#### Task directions:
Copy each line that includes the string "StorageState" from the material into your answer.

#### Given records:

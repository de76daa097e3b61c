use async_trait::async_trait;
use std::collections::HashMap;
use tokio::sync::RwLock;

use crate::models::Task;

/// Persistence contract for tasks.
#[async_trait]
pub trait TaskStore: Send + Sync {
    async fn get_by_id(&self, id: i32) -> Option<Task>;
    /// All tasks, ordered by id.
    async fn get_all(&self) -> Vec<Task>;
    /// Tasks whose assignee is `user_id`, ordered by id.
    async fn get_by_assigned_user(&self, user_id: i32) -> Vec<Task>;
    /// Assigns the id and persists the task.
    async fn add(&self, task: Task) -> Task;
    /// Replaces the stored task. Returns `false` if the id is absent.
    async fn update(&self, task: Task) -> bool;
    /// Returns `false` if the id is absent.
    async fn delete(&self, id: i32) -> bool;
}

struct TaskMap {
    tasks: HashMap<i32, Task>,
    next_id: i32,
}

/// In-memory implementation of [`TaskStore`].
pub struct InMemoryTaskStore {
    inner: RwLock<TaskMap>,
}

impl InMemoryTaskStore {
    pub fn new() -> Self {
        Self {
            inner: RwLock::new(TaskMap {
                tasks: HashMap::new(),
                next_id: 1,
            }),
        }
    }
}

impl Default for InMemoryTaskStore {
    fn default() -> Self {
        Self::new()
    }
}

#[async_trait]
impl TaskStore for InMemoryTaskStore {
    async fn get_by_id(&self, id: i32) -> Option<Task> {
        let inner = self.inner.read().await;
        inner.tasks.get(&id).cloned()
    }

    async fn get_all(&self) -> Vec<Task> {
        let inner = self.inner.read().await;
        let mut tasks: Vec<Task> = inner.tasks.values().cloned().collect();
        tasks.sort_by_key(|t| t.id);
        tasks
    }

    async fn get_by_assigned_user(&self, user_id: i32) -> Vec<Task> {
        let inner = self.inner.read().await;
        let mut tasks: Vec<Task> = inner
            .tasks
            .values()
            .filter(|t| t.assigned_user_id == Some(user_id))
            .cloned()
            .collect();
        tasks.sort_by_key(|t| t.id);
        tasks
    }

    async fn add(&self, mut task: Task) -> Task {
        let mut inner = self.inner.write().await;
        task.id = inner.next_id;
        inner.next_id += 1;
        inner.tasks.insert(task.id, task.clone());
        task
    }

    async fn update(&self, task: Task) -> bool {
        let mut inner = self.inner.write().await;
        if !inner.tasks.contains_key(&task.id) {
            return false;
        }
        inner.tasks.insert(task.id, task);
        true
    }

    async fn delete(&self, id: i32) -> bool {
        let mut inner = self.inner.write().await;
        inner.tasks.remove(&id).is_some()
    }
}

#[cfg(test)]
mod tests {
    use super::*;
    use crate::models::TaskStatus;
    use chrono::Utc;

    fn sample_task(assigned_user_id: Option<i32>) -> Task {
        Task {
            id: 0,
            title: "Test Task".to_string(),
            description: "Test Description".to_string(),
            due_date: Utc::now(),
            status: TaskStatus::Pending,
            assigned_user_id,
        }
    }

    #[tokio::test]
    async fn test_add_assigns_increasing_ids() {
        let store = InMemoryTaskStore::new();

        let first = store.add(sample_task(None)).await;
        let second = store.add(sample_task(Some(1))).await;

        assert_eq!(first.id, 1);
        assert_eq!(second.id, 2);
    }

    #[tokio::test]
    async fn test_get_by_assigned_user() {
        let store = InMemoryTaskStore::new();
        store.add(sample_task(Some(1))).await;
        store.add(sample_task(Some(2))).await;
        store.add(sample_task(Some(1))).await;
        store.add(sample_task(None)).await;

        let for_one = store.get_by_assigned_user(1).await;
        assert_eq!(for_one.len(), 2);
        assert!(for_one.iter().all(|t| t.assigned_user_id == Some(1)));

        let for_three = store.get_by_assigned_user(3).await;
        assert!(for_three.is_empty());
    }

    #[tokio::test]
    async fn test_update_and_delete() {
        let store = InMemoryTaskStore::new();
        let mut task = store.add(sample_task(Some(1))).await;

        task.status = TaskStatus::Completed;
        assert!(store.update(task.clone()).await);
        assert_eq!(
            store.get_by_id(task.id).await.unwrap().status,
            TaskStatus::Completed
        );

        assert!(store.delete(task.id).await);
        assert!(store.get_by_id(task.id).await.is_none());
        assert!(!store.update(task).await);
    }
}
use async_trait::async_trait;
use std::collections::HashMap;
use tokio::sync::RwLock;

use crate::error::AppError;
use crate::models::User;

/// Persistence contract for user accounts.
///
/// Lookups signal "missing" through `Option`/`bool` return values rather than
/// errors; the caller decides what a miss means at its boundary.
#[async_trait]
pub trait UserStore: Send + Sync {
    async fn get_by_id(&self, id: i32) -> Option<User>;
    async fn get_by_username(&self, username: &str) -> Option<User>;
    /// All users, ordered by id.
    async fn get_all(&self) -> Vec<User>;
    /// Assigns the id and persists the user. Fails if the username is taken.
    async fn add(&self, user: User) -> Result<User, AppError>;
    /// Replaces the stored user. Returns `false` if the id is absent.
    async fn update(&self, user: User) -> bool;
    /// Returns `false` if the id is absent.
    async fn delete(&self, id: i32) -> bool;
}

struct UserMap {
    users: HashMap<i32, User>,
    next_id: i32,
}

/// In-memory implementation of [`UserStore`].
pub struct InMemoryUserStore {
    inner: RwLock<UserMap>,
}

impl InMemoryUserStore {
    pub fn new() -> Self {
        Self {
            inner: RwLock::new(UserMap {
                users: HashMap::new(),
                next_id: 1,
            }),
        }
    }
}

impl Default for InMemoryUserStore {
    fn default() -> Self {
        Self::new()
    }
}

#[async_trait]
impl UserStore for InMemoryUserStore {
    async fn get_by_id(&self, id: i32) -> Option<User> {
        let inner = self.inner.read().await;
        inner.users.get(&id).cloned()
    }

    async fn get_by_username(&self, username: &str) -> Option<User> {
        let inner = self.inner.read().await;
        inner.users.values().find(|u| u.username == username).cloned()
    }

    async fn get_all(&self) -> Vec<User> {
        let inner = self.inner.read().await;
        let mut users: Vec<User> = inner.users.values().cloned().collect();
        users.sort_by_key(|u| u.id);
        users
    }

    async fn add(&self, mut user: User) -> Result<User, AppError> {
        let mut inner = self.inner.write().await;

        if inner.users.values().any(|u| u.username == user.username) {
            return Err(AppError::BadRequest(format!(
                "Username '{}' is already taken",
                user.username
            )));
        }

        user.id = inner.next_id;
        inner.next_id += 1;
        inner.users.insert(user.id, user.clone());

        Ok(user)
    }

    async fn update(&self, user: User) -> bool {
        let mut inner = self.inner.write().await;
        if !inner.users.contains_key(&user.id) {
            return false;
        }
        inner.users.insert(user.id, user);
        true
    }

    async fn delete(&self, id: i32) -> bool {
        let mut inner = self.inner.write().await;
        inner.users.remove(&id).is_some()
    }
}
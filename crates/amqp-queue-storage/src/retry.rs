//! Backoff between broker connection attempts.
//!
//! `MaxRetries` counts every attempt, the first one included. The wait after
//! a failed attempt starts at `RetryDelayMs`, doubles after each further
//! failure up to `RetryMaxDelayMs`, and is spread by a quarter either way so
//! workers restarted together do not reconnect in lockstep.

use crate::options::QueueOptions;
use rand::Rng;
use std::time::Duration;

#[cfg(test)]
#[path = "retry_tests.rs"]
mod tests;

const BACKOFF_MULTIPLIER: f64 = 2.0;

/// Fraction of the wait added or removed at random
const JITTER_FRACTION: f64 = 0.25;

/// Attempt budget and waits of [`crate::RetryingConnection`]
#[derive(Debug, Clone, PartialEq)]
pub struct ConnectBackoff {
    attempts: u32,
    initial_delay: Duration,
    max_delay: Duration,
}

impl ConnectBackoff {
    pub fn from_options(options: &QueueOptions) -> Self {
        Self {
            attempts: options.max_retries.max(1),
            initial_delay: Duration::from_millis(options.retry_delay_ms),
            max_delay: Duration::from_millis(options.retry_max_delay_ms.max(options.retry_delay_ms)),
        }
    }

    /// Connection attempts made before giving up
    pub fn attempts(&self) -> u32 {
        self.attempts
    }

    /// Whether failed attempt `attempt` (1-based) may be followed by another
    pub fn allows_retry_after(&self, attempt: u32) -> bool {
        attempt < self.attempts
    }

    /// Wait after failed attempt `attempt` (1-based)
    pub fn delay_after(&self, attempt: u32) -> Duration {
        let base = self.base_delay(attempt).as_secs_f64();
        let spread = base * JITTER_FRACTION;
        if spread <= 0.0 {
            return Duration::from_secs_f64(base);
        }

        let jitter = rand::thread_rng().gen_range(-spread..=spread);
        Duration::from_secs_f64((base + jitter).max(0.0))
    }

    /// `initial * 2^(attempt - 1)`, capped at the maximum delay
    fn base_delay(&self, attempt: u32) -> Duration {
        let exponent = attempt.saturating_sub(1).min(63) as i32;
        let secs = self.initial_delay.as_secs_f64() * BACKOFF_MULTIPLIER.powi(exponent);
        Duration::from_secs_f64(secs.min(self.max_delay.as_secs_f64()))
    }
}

* * *

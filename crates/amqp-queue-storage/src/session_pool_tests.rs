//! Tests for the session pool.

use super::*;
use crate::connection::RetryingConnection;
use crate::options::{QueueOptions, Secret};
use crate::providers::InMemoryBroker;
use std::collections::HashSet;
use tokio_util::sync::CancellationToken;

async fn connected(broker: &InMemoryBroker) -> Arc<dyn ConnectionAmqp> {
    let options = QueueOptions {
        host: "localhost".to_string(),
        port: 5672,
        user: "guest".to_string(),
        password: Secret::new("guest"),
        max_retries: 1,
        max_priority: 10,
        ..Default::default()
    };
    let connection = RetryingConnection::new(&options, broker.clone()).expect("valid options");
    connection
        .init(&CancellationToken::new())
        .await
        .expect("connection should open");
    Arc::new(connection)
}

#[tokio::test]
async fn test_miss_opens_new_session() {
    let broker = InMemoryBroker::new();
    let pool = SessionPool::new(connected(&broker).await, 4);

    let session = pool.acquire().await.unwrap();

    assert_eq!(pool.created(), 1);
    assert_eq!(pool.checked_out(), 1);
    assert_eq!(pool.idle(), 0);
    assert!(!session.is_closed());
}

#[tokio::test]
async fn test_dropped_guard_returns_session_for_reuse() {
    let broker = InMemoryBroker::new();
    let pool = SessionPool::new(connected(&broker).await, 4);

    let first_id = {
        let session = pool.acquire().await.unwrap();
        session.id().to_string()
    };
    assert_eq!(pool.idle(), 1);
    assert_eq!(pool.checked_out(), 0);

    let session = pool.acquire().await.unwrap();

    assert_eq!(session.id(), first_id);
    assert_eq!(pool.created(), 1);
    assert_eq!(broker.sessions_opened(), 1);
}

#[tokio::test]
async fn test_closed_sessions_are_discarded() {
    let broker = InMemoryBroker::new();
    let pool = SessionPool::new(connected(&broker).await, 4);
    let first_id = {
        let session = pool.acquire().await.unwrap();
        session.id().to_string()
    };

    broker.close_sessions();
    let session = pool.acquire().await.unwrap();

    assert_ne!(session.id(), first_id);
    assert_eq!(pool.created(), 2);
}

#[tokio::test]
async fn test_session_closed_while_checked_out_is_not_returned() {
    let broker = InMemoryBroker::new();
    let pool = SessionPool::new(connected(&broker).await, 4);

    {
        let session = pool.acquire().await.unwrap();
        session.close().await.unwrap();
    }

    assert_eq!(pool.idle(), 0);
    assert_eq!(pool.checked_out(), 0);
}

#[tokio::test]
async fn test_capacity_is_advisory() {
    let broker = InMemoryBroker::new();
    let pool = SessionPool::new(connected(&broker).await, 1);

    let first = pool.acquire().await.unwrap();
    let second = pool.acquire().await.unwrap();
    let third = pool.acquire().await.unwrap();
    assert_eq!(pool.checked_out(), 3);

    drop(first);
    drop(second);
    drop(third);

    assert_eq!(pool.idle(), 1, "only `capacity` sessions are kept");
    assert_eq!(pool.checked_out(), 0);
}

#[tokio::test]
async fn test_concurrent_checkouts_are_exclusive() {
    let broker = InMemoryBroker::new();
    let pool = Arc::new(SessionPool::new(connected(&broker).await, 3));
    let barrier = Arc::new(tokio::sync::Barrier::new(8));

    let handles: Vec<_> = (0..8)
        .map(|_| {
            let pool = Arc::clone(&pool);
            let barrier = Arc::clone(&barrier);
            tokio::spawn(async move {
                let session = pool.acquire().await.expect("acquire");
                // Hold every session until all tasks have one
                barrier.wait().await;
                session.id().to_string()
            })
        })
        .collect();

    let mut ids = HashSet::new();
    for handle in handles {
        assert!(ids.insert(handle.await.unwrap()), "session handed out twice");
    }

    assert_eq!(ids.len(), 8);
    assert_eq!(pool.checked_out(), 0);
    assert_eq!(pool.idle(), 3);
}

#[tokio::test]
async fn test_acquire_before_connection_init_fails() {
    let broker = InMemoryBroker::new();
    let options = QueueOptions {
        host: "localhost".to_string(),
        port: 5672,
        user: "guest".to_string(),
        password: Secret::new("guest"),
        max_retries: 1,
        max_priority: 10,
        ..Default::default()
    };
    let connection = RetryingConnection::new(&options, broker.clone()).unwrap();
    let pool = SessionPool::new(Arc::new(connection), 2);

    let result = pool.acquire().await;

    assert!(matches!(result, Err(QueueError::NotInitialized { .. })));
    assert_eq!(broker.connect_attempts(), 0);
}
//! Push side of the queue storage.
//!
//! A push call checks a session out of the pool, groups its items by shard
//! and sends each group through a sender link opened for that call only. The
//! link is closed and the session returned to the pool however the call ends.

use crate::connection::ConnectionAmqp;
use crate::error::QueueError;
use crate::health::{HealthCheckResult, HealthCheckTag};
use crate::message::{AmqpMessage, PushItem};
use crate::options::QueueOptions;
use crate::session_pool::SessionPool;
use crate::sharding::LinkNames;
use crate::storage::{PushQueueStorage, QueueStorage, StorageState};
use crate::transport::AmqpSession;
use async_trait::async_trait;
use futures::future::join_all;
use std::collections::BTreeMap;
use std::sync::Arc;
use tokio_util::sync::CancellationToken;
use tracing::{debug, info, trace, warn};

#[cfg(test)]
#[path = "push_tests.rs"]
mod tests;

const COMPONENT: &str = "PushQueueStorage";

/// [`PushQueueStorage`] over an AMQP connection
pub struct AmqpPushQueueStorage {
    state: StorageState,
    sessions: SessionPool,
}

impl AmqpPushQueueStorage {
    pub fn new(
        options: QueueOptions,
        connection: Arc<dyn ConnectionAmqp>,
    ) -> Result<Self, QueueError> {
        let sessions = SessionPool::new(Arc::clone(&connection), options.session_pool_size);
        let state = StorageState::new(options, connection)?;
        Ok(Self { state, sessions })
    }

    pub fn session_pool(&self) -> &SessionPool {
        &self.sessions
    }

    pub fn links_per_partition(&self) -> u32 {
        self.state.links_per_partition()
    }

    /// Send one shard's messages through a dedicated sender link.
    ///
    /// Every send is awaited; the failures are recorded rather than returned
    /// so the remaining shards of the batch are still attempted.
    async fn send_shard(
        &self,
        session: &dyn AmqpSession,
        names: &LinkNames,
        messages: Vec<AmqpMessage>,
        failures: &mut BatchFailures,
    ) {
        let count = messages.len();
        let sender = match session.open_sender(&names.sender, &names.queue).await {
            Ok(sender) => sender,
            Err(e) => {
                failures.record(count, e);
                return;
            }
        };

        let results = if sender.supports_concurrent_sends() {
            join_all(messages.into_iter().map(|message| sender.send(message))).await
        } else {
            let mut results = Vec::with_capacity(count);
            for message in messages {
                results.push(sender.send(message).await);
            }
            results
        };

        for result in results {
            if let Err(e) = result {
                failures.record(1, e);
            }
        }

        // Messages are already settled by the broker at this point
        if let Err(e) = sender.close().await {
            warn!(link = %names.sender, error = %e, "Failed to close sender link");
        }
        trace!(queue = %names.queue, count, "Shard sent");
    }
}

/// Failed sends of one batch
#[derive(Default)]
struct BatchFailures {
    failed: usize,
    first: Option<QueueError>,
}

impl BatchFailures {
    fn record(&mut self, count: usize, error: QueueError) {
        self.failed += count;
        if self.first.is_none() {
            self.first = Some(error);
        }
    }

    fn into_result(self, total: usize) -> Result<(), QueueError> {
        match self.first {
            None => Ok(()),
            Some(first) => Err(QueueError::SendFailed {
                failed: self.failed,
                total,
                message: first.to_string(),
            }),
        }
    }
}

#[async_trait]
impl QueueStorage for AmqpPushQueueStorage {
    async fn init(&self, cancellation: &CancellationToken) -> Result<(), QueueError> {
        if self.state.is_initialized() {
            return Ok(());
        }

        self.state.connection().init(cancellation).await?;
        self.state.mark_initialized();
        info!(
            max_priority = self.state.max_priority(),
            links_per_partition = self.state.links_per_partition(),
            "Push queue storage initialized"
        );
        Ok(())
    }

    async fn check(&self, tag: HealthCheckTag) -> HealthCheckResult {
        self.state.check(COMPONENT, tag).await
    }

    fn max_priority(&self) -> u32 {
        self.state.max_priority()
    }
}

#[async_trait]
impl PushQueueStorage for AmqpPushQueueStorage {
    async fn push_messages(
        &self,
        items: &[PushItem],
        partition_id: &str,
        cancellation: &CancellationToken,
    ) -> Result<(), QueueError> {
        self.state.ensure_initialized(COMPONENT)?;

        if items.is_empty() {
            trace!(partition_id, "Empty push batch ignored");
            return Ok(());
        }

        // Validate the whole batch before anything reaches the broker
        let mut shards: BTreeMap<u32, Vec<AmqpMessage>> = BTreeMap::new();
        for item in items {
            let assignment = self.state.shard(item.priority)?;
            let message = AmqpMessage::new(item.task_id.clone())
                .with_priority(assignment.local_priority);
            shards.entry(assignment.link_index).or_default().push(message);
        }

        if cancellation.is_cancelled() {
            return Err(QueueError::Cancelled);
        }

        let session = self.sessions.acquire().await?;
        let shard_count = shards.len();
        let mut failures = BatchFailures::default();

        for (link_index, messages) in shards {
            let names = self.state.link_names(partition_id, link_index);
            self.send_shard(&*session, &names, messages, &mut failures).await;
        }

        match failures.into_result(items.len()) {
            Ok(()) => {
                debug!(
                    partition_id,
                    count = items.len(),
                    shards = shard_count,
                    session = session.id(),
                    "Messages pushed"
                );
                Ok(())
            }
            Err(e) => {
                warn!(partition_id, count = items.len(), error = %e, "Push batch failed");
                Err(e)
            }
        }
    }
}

#### Solution:
use crate::storage::{PushQueueStorage, QueueStorage, StorageState};
    state: StorageState,
        let state = StorageState::new(options, connection)?;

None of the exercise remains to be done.